We emerge from the cinema and England have only just managed a 2-2 draw in Austria. All early reports blame errors on the part of David James and, with the benefit of hindsight; it is pretty obvious that someone at the Football Association has asked him to literally take to a dive with view to making life slightly sticky for Sven-Goran Erection. Bung.
After the film, it is time for the big hoo ha that is Chris introducing Sofie to Lucy and all the other Hole hags, something that has been turned into a really nauseating ceremony by now. By this prospect, Sofie is rather nervous to say the least and you can hardly blame the poor cow. At this point however Ben ditches us, resigning/relegating me to the position of gooseberry (oh great, that three person dynamic yet again). I desperately try to call Mark out to even up numbers but he has been up to London today, to the Tate Modern and the last day of the Edward Hopper exhibition. (stage of date 1 with Phoebe, ah good times). The three of us go to the Playhouse and I really don’t want to be there but for some reason I really feel obliged to show my face and do my part for the team. Why? The three of us sit downs for drinks (me Coke, off the booze just when I need it most) and the conversation is flat (not least from me). Quickly I become the spare wheel as Chris and Sofie go into their usual/general/OTT PDAs, which always is a recipe for awkwardness. This does however get noticed and I soon I am brought back into conversation but I just feel too alien tonight to fully participate with whole heart and I only flounder. Things however take a real dip when Sofie begins telling me where I am going wrong with girls/ladies/women and kind of accuses me of trying to manipulate the ones I try it on with. No, that’s game (which I am obviously not too hot on). It actually really fucking pisses me off that someone I have only ever spoken to twice, is telling me so much about me. The night seems to end for me here, mood ahoy.

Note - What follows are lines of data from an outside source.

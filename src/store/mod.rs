//! Durable state behind a single trait: user records, the follow graph, and
//! the append-only tweet log. Handlers and the timeline aggregator only see
//! `Store`; the sqlite implementation backs the server and the in-memory one
//! backs tests.

pub mod memory;
pub mod sqlite;

use thiserror::Error;

use crate::models::{Tweet, User};

#[derive(Debug, Error)]
pub enum StoreError {
    #[error("email already registered")]
    DuplicateEmail,
    #[error("invalid user id {0}")]
    UnknownUser(i64),
    #[error("invalid follower id {0}")]
    UnknownFollower(i64),
    #[error("invalid followee id {0}")]
    UnknownFollowee(i64),
    #[error("tweet is {0} characters, limit is 300")]
    TweetTooLong(usize),
    #[error("store backend error: {0}")]
    Backend(String),
}

impl From<rusqlite::Error> for StoreError {
    fn from(e: rusqlite::Error) -> Self {
        StoreError::Backend(e.to_string())
    }
}

impl From<r2d2::Error> for StoreError {
    fn from(e: r2d2::Error) -> Self {
        StoreError::Backend(e.to_string())
    }
}

/// New-user fields as they arrive at the store. The password is already
/// hashed; the store never sees a raw password.
#[derive(Debug, Clone)]
pub struct NewUser {
    pub name: String,
    pub email: String,
    pub profile: String,
    pub hashed_password: String,
}

pub trait Store: Send + Sync {
    /// Insert a user and return it with its assigned id.
    /// Fails with `DuplicateEmail` if the email is already registered.
    fn create_user(&self, new_user: NewUser) -> Result<User, StoreError>;

    fn user_exists(&self, user_id: i64) -> Result<bool, StoreError>;

    /// Look up `(id, hashed_password)` for login. `None` when the email is
    /// unknown; the caller collapses that into the same error as a bad
    /// password.
    fn credential_by_email(&self, email: &str) -> Result<Option<(i64, String)>, StoreError>;

    /// Add a follow edge. Re-following an existing edge is a no-op.
    /// Both sides must name existing users.
    fn follow(&self, follower_id: i64, followee_id: i64) -> Result<(), StoreError>;

    /// Remove a follow edge. Idempotent: removing an edge that was never
    /// there succeeds without changing anything. Both ids are still
    /// validated against the user table.
    fn unfollow(&self, follower_id: i64, followee_id: i64) -> Result<(), StoreError>;

    /// Users that `user_id` follows. Never includes `user_id` itself unless
    /// a self-follow edge was explicitly created.
    fn followees_of(&self, user_id: i64) -> Result<Vec<i64>, StoreError>;

    /// Append a tweet. Rejects bodies over `MAX_TWEET_CHARS` characters and
    /// unknown authors.
    fn post_tweet(&self, author_id: i64, body: &str) -> Result<(), StoreError>;

    /// All tweets by any of the given authors, in append order.
    fn tweets_by_authors(&self, author_ids: &[i64]) -> Result<Vec<Tweet>, StoreError>;
}
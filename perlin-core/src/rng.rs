//! Seeded pseudo-random source for white-noise generation
//!
//! The generator is a plain xorshift64* (shift triplet 12/25/27, multiplier
//! 0x2545F4914F6CDD1D). The algorithm is part of the crate's contract: the
//! same seed must yield the same float stream on every platform and in every
//! release, because reproducibility is the whole point of seeding.

/// Replacement state when a seed hashes to zero (xorshift sticks at 0).
const ZERO_SEED_STATE: u64 = 0x9E37_79B9_7F4A_7C15;

/// Seed for the noise generator.
///
/// Integer seeds are used as-is; text seeds are hashed with CRC-32 and
/// widened to 64 bits. The mapping is fixed, so a given text seed produces
/// the same field everywhere.
#[derive(Debug, Clone, PartialEq, Eq)]
pub enum Seed {
    Int(u64),
    Text(String),
}

impl Seed {
    /// Collapse the seed into the 64-bit generator state.
    pub(crate) fn to_state(&self) -> u64 {
        match self {
            Seed::Int(v) => *v,
            Seed::Text(s) => {
                let h = crc32fast::hash(s.as_bytes()) as u64;
                // Widen 32 -> 64 bits; the multiplier decorrelates the halves.
                (h << 32) | (h.wrapping_mul(0x85EB_CA6B) & 0xFFFF_FFFF)
            }
        }
    }
}

impl From<u64> for Seed {
    fn from(v: u64) -> Self {
        Seed::Int(v)
    }
}

impl From<&str> for Seed {
    fn from(s: &str) -> Self {
        Seed::Text(s.to_string())
    }
}

impl From<String> for Seed {
    fn from(s: String) -> Self {
        Seed::Text(s)
    }
}

/// Deterministic float stream driving white-noise generation.
pub struct NoiseRng {
    state: u64,
}

impl NoiseRng {
    /// Create a generator with a fixed, reproducible stream.
    pub fn from_seed(seed: &Seed) -> Self {
        let state = seed.to_state();
        Self {
            state: if state == 0 { ZERO_SEED_STATE } else { state },
        }
    }

    /// Create a generator from OS entropy (non-reproducible).
    pub fn from_entropy() -> Self {
        let mut buf = [0u8; 8];
        if getrandom::getrandom(&mut buf).is_err() {
            // No OS entropy source; the clock is good enough for an
            // explicitly non-reproducible stream.
            let nanos = std::time::SystemTime::now()
                .duration_since(std::time::UNIX_EPOCH)
                .map(|d| d.as_nanos() as u64)
                .unwrap_or(ZERO_SEED_STATE);
            buf = nanos.to_le_bytes();
        }
        let state = u64::from_le_bytes(buf);
        Self {
            state: if state == 0 { ZERO_SEED_STATE } else { state },
        }
    }

    #[inline]
    pub fn next_u64(&mut self) -> u64 {
        let mut x = self.state;
        x ^= x >> 12;
        x ^= x << 25;
        x ^= x >> 27;
        self.state = x;
        x.wrapping_mul(0x2545_F491_4F6C_DD1D)
    }

    /// Next float in [0, 1), built from the top 24 bits of the output.
    #[inline]
    pub fn next_f32(&mut self) -> f32 {
        const SCALE: f32 = 1.0 / (1u32 << 24) as f32;
        (self.next_u64() >> 40) as f32 * SCALE
    }
}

We leave the Playhouse and head to the Hole In The Wall but I drop out at this point, very pissed off. Hungry, I speed to the kebab shop on North Station Road and get a good one, gobbling it up very quickly once I get home. When I get in, Bella is STILL on the fucking internet and I talk to her for a bit but ditch her to watch the John Travolta Scientology movie (Battlefield Earth?) on TV, which I only have on DVD anyways (does this make me a Scientologist? I definitely would be if I could afford it).
np: Enon – Leave It To Rust
When I get back, soon I have B hitting me on MSN again. We begin chatting around 12.30 and don’t finish until around 4.30, it’s a good innings/session. She hooks up a webcam to her MSN and gets me to upgrade my copy of Messenger and about 45 minutes later there I am watching her over the internet. It is mind-blowing and fantastic. And B looks awesome, still so pretty. I get a real kick out of seeing her reaction everytime I make a funny and I genuinely make her laugh and smile. Her attention is good enough to stop me from watching Northern Ireland v Poland on TV. Right or wrongly, it feels like there is a spark there as before. The session goes a bit pear shaped when she attempts to make our conversation a three-way, bringing in some codger from London. No fun.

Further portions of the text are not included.